When Oct 26, 2016 - Oct 27, 2016
Where School of Arts and Humanities, Universit
Submission Deadline Jul 30, 2016
Notification Due Aug 15, 2016
Final Version Due Sep 10, 2016
Categories    literatue   victorian studies   cultural studies   progress

Call For Papers

Victorians Like Us III International Conference
‘Progress. A blessing or a curse?’

Venue: School of Arts and Humanities, University of Lisbon
Date: 26-27 October 2016

Convener: University of Lisbon Centre for English Studies (ULICES)

Call for papers
‘Progress. A blessing or a curse?’ will be the third of a series of international conferences at the School of Arts and Humanities (University of Lisbon), promoted by the Research Group 2 (English Culture) of ULICES which have brought together Victorianist and Neovictorianist researchers, among others.
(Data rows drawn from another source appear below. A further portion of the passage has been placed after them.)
// ==========================================
// 包装物料 BOM 系统 - 核心库
// ==========================================
// 技术栈: Rust + SQLite（本地缓存）
// 系统定位: 包装物料消耗计算 + BOM 记录录入
// ==========================================

// 初始化国际化系统
rust_i18n::i18n!("locales", fallback = "es");

// ==========================================
// 模块声明
// ==========================================

// 领域层 - 实体与类型
pub mod domain;

// 物料目录 - 只读参考数据
pub mod catalog;

// 引擎层 - 消耗公式、可见性、组装
pub mod engine;

// 数据仓储层 - 数据访问
pub mod repository;

// 导入层 - 外部物料目录
pub mod importer;

// 配置层 - 系统配置
pub mod config;

// 数据库基础设施（连接初始化/PRAGMA 统一）
pub mod db;

// 日志系统
pub mod logging;

// 国际化
pub mod i18n;

// API 层 - 业务接口
pub mod api;

// 应用层 - 共享状态
pub mod app;

// ==========================================
// 重导出核心类型
// ==========================================

// 领域类型
pub use domain::types::{CategorySlot, PackageSize, PackageType, SupplyCategory, WeightUnit};

// 领域实体
pub use domain::{BomFormData, BomLineItem, CategoryWorkingState, Product, Session, SupplyItem};

// 目录
pub use catalog::SupplyCatalog;

// 引擎
pub use engine::{BomEditSession, RecordAssembler, RecordEditSession};

// API
pub use api::{BomApi, DashboardApi, ProductApi};

// ==========================================
// 常量定义
// ==========================================

// 系统版本
pub const VERSION: &str = env!("CARGO_PKG_VERSION");

// 系统名称
pub const APP_NAME: &str = "BOM Insumos de Empaque";
// ==========================================
// 包装物料 BOM 系统 - 列值转换工具
// ==========================================

use rusqlite::types::Type;
use std::str::FromStr;

/// 文本列解析为枚举（失败映射为 FromSqlConversionFailure）
pub(crate) fn parse_text_column<T>(idx: usize, raw: String) -> rusqlite::Result<T>
where
    T: FromStr,
    T::Err: std::error::Error + Send + Sync + 'static,
{
    raw.parse::<T>()
        .map_err(|e| rusqlite::Error::FromSqlConversionFailure(idx, Type::Text, Box::new(e)))
}
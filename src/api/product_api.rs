// ==========================================
// 包装物料 BOM 系统 - 产品 API
// ==========================================
// 职责: 产品登记、局部更新、删除、检索
// 红线: 平均包重只由每箱重量与包数派生，不单独修改
// ==========================================

use std::sync::Arc;

use tracing::{debug, info};

use crate::api::error::{ApiError, ApiResult};
use crate::domain::product::{Product, ProductDraft, ProductPatch};
use crate::domain::session::Session;
use crate::repository::data_access::BomDataAccess;

// ==========================================
// ProductApi - 产品 API
// ==========================================
pub struct ProductApi {
    data: Arc<dyn BomDataAccess>,
}

impl ProductApi {
    pub fn new(data: Arc<dyn BomDataAccess>) -> Self {
        Self { data }
    }

    /// 校验表单并登记产品
    ///
    /// # 返回
    /// - Err(ProductValidation): 表单规则不满足
    /// - Err(InvalidInput): 编码已被其他产品使用
    pub async fn create_product(&self, draft: &ProductDraft, user: &Session) -> ApiResult<Product> {
        let form = draft.validate(user)?;
        if self.find_by_code(&form.code).await?.is_some() {
            return Err(ApiError::InvalidInput(format!("产品编码已存在: {}", form.code)));
        }

        let product = self.data.add_product(form).await?;
        info!(code = %product.code, id = %product.id, "产品已登记");
        Ok(product)
    }

    /// 局部更新产品（写入 updated_by）
    ///
    /// 补丁先合并到当前产品上按登记规则校验，下发的补丁带派生后的平均包重
    ///
    /// # 返回
    /// - Err(NotFound): 产品 id 不存在
    /// - Err(ProductValidation): 合并后的产品不满足登记规则
    pub async fn update_product(
        &self,
        id: &str,
        mut patch: ProductPatch,
        user: &Session,
    ) -> ApiResult<Product> {
        if !patch.has_changes() {
            return Err(ApiError::InvalidInput("没有需要更新的字段".to_string()));
        }
        let current = self
            .data
            .get_products()
            .await?
            .into_iter()
            .find(|p| p.id == id)
            .ok_or_else(|| ApiError::NotFound(format!("product(id={})不存在", id)))?;

        patch.updated_by = Some(user.user().to_string());
        let outgoing = patch.resolve_against(&current)?;
        debug!(id, "产品补丁已校验");
        let product = self.data.update_product(id, outgoing).await?;
        info!(code = %product.code, "产品已更新");
        Ok(product)
    }

    pub async fn delete_product(&self, id: &str) -> ApiResult<()> {
        self.data.delete_product(id).await?;
        info!(id, "产品已删除");
        Ok(())
    }

    pub async fn list_products(&self) -> ApiResult<Vec<Product>> {
        Ok(self.data.get_products().await?)
    }

    pub async fn find_by_code(&self, code: &str) -> ApiResult<Option<Product>> {
        let code = code.trim();
        Ok(self
            .data
            .get_products()
            .await?
            .into_iter()
            .find(|p| p.code == code))
    }

    /// 按编码/名称/来源车间检索（不区分大小写，空查询返回全部）
    pub async fn search_products(&self, query: &str) -> ApiResult<Vec<Product>> {
        let products = self.data.get_products().await?;
        let found = filter_products(products, query);
        debug!(query, count = found.len(), "产品检索");
        Ok(found)
    }
}

/// 产品检索过滤
pub fn filter_products(products: Vec<Product>, query: &str) -> Vec<Product> {
    let needle = query.trim().to_lowercase();
    if needle.is_empty() {
        return products;
    }
    products
        .into_iter()
        .filter(|p| {
            p.code.to_lowercase().contains(&needle)
                || p.name.to_lowercase().contains(&needle)
                || p.origin_room.to_lowercase().contains(&needle)
        })
        .collect()
}
// ==========================================
// 包装物料 BOM 系统 - 数据访问契约
// ==========================================
// 职责: 产品与 BOM 记录两个集合的 CRUD 接口
// 实现: SqliteDataAccess（本地缓存库）/ CachedDataAccess（远端优先 + 本地回退）
// 红线: 每个写操作都可能失败；调用方把失败视为当前操作的中止错误，不自动重试
// ==========================================

use crate::domain::bom::{BomFormData, BomLineItem, BomPatch};
use crate::domain::product::{Product, ProductFormData, ProductPatch};
use crate::repository::error::RepositoryResult;
use async_trait::async_trait;

/// 数据访问接口
#[async_trait]
pub trait BomDataAccess: Send + Sync {
    // ===== 产品 =====

    /// 全部产品
    async fn get_products(&self) -> RepositoryResult<Vec<Product>>;

    /// 新建产品（分配 id 与创建审计字段）
    async fn add_product(&self, data: ProductFormData) -> RepositoryResult<Product>;

    /// 局部更新产品（平均包重随之重新派生）
    async fn update_product(&self, id: &str, patch: ProductPatch) -> RepositoryResult<Product>;

    async fn delete_product(&self, id: &str) -> RepositoryResult<()>;

    // ===== BOM 记录 =====

    /// 全部 BOM 记录
    async fn get_bom_records(&self) -> RepositoryResult<Vec<BomLineItem>>;

    /// 新建 BOM 行（分配 id 与创建审计字段）
    async fn add_bom_record(&self, data: BomFormData) -> RepositoryResult<BomLineItem>;

    async fn update_bom_record(&self, id: &str, patch: BomPatch)
        -> RepositoryResult<BomLineItem>;

    async fn delete_bom_record(&self, id: &str) -> RepositoryResult<()>;
}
The first event, (Victorians Like Us. Memories, dialogues and trends) in 2012, aimed at underlining the features of a complex and often contradictory period, where matrices of modernity and postmodernity could be found, a cultural influence still discernible today. Victorians Like Us II, with the subtitle The Victorian household. Power, policies, practices, in 2014, drew attention to a unique platform for the assertion of the British middle classes and one of their values, the home.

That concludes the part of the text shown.